Data section START

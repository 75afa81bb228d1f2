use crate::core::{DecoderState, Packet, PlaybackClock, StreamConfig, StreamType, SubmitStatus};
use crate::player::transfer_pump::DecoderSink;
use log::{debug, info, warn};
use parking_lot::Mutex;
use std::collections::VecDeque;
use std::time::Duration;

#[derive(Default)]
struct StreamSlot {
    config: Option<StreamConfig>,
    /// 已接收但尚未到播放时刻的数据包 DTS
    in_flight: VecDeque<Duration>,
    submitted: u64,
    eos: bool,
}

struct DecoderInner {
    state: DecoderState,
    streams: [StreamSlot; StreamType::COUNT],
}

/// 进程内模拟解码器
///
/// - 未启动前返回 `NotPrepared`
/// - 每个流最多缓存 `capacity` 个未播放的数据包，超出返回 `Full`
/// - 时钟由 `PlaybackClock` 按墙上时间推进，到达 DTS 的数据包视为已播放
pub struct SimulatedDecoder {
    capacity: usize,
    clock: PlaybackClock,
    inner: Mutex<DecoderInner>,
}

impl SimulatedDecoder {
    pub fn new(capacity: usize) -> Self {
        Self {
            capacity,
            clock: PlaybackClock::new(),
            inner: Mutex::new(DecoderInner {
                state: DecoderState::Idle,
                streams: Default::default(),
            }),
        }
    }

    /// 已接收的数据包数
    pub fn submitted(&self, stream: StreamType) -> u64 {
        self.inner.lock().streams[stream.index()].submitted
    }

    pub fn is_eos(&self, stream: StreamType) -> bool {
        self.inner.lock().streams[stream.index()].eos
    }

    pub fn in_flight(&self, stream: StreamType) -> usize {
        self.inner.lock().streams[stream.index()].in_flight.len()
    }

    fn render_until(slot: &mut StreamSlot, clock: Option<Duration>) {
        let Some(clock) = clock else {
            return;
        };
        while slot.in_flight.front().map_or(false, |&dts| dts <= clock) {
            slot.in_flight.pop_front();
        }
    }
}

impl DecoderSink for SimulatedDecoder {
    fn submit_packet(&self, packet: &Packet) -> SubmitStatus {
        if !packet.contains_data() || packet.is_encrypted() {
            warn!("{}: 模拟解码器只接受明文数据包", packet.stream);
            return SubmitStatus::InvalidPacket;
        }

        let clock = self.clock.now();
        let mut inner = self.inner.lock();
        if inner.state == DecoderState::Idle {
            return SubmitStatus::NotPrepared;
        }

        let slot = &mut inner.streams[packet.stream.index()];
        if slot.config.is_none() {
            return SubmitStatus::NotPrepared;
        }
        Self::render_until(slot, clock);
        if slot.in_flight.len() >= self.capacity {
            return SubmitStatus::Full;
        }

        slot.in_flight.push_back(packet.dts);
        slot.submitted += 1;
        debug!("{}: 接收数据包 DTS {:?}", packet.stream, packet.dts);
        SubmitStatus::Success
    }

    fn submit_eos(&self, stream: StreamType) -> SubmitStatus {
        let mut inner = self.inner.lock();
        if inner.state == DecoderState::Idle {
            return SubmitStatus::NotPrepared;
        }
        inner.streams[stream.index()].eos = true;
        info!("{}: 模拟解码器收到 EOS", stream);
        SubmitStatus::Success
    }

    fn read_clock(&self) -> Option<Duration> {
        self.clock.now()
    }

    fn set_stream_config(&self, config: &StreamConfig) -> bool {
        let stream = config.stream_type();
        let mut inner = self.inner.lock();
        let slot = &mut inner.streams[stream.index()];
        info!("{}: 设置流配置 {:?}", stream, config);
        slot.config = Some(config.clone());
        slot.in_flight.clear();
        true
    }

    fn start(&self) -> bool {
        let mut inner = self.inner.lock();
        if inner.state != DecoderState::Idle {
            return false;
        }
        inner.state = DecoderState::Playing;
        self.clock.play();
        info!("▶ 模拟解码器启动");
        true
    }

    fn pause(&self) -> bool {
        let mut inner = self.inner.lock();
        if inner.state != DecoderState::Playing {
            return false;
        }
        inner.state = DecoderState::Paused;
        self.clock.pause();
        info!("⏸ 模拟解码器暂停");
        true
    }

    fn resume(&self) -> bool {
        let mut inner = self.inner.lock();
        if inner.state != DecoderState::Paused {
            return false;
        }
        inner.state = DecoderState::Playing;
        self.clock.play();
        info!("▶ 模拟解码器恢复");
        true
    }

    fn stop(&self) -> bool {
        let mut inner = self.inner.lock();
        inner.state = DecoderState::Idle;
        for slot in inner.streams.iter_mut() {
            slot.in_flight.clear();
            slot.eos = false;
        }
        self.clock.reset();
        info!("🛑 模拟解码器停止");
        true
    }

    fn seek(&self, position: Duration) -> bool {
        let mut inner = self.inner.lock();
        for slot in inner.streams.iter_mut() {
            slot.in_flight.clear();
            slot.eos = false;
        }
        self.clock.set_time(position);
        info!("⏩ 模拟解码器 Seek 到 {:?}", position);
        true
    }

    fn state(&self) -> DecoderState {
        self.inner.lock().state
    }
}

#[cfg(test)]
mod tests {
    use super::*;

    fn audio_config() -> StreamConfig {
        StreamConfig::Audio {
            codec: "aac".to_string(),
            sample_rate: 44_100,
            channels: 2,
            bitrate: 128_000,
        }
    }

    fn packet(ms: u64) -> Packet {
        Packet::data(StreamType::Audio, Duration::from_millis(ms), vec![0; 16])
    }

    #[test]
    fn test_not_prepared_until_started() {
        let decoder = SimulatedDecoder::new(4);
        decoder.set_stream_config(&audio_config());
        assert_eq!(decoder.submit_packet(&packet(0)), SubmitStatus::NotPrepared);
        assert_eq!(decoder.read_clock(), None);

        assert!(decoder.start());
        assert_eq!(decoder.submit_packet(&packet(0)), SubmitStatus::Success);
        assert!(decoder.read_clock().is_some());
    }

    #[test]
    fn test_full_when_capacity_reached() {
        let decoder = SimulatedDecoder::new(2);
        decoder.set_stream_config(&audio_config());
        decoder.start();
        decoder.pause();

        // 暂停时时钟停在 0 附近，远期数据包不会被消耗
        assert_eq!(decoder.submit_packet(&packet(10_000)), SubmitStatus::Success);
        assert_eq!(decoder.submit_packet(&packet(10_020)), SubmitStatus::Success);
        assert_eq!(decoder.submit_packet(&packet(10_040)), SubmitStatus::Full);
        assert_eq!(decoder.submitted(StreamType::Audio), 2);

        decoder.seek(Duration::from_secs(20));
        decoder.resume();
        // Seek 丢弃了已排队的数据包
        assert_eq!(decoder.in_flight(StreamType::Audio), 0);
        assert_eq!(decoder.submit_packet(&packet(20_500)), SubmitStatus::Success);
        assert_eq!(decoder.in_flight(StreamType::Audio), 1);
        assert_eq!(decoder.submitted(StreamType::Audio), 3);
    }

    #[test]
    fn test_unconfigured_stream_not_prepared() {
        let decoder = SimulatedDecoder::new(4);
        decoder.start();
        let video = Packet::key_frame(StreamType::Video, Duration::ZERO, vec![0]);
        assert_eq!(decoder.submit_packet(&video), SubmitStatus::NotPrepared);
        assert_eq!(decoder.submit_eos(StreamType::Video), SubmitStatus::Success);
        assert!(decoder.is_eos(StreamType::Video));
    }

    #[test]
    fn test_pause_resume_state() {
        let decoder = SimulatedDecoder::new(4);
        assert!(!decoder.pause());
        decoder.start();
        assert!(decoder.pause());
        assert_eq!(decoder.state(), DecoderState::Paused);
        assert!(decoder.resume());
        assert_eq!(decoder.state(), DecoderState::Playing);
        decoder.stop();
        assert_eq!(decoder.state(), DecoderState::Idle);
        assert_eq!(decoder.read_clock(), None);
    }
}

Data section END
Data section START

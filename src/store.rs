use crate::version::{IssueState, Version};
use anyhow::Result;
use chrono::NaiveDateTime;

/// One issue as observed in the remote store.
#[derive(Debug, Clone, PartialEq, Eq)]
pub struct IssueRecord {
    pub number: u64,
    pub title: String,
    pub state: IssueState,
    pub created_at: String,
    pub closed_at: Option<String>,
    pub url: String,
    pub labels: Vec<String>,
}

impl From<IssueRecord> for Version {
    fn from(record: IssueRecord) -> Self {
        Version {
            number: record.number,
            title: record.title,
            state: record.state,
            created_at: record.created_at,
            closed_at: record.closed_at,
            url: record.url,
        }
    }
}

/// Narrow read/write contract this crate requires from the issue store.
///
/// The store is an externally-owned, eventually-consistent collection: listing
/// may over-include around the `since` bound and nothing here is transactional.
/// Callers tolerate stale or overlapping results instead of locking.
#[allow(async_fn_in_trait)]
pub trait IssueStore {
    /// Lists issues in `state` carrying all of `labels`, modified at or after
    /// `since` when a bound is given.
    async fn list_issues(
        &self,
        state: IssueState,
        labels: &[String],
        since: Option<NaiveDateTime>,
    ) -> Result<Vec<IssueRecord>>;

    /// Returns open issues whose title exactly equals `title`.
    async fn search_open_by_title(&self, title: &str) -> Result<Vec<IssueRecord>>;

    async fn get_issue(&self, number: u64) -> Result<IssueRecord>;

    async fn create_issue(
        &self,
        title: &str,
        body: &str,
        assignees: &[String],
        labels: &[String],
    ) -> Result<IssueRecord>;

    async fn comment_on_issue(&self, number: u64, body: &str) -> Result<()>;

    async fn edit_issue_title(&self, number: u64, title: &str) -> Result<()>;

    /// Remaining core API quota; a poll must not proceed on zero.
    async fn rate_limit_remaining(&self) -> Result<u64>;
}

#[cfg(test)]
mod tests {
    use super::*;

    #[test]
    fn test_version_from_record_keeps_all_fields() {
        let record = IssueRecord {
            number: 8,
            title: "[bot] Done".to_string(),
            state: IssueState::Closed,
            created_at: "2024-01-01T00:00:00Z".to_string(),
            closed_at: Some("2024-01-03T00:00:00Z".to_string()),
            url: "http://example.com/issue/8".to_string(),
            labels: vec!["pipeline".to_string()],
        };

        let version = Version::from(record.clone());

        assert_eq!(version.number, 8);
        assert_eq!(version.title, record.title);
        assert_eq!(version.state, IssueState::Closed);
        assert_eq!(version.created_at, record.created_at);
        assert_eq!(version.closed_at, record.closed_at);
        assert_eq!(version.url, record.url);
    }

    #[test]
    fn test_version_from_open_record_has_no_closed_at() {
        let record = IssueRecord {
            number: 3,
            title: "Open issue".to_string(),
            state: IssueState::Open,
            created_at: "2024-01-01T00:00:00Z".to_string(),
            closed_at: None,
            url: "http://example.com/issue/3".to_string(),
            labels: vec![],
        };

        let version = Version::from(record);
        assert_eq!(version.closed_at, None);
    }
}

Data section END
Data section START

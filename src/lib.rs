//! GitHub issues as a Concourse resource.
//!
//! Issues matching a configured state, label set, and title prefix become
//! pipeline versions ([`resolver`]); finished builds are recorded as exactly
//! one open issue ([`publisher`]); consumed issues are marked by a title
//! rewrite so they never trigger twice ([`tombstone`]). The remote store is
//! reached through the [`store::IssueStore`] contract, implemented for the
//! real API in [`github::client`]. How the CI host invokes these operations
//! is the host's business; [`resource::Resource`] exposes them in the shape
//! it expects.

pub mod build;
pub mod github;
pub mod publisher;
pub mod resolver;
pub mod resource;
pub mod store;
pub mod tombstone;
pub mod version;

Data section END

What is expected ->
Where a line above contains the word "resolver", show that line.

Task solution ->
//! pipeline versions ([`resolver`]); finished builds are recorded as exactly
pub mod resolver;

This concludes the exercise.